> **Stored items**
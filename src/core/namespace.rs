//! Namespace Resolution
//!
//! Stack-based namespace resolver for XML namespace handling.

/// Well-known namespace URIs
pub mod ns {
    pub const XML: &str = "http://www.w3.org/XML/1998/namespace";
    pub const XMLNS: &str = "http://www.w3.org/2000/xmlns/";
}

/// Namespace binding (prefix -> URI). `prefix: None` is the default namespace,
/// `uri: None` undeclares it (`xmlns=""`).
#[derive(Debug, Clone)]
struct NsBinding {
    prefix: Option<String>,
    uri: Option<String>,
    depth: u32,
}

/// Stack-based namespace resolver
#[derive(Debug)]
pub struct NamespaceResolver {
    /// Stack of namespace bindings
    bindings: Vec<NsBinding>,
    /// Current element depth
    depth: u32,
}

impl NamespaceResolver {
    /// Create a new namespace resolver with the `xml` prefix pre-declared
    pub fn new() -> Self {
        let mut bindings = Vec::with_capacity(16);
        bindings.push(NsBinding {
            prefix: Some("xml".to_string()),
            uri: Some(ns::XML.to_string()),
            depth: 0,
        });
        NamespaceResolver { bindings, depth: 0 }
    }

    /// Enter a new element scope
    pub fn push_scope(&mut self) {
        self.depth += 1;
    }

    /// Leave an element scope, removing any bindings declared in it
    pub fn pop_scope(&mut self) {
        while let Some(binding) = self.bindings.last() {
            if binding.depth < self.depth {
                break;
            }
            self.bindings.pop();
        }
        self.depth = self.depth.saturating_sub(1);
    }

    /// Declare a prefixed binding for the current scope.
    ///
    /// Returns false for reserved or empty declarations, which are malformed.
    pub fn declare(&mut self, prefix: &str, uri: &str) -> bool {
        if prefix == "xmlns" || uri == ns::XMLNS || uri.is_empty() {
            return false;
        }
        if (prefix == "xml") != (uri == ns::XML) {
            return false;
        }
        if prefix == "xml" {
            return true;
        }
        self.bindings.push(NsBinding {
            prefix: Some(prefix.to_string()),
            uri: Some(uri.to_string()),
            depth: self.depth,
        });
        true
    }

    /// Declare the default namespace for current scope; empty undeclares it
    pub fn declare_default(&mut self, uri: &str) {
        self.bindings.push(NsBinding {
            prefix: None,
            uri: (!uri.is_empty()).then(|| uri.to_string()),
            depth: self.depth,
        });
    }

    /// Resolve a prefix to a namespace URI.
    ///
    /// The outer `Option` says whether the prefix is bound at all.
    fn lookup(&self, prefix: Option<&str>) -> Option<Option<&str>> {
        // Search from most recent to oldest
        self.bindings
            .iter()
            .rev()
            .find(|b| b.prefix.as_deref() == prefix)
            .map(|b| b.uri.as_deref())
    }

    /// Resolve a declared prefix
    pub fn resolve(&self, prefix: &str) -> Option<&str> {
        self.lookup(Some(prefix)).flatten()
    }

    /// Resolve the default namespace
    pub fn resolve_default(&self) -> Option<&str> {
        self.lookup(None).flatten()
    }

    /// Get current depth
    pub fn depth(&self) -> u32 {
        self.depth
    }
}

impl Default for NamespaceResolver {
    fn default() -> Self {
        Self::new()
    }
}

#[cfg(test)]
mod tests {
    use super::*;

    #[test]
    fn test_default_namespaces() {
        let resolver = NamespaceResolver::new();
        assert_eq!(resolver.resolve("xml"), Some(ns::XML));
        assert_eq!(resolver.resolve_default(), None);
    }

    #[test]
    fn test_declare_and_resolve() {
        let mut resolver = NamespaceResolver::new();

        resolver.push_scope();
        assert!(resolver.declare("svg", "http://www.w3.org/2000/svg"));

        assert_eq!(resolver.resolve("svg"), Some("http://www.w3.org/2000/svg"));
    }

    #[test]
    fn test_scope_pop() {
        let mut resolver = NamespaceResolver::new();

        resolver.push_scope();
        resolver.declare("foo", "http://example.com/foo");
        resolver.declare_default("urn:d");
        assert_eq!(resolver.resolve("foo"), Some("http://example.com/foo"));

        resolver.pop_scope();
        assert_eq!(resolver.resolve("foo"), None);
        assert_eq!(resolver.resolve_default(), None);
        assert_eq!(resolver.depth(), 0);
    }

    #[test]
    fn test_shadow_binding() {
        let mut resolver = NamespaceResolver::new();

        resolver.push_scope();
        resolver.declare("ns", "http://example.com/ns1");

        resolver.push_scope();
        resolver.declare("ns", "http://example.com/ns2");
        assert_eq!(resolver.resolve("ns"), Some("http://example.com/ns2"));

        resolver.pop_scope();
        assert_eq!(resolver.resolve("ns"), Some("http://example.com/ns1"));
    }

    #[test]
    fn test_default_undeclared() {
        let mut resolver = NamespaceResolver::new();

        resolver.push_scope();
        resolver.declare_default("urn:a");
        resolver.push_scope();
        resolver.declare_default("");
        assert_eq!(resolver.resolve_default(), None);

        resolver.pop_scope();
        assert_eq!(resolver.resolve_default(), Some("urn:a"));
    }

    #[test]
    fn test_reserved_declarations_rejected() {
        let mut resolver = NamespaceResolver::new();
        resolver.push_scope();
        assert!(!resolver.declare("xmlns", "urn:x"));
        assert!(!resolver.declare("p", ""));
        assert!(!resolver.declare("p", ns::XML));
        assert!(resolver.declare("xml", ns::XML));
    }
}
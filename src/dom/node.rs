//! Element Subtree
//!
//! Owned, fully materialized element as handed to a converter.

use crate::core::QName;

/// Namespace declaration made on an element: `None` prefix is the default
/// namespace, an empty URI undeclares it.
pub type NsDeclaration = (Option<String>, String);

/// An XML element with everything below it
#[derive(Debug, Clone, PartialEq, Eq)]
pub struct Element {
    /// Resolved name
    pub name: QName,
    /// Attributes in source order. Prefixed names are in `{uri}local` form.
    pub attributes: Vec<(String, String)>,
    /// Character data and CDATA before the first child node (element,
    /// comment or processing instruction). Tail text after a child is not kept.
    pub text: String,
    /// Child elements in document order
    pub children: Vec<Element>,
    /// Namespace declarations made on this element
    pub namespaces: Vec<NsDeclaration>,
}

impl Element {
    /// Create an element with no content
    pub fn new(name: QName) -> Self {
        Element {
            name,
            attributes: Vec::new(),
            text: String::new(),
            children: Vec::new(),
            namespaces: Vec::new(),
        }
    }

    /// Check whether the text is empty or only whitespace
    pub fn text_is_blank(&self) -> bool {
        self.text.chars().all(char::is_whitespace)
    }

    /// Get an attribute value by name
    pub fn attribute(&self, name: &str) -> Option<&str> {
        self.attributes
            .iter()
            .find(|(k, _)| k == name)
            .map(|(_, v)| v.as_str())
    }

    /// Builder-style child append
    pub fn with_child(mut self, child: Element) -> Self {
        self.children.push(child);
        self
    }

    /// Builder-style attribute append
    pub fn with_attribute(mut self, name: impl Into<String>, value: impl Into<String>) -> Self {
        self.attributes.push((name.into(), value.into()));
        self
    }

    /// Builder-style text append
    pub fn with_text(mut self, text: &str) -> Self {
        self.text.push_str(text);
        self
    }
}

> **TASK BRIEF**
Looking at the records above, please output exactly the lines that run from the one holding "on this element" to the final line, and only those.

> **WRITTEN RESPONSE**
    /// Namespace declarations made on this element
    pub namespaces: Vec<NsDeclaration>,
}

impl Element {
    /// Create an element with no content
    pub fn new(name: QName) -> Self {
        Element {
            name,
            attributes: Vec::new(),
            text: String::new(),
            children: Vec::new(),
            namespaces: Vec::new(),
        }
    }

    /// Check whether the text is empty or only whitespace
    pub fn text_is_blank(&self) -> bool {
        self.text.chars().all(char::is_whitespace)
    }

    /// Get an attribute value by name
    pub fn attribute(&self, name: &str) -> Option<&str> {
        self.attributes
            .iter()
            .find(|(k, _)| k == name)
            .map(|(_, v)| v.as_str())
    }

    /// Builder-style child append
    pub fn with_child(mut self, child: Element) -> Self {
        self.children.push(child);
        self
    }

    /// Builder-style attribute append
    pub fn with_attribute(mut self, name: impl Into<String>, value: impl Into<String>) -> Self {
        self.attributes.push((name.into(), value.into()));
        self
    }

    /// Builder-style text append
    pub fn with_text(mut self, text: &str) -> Self {
        self.text.push_str(text);
        self
    }
}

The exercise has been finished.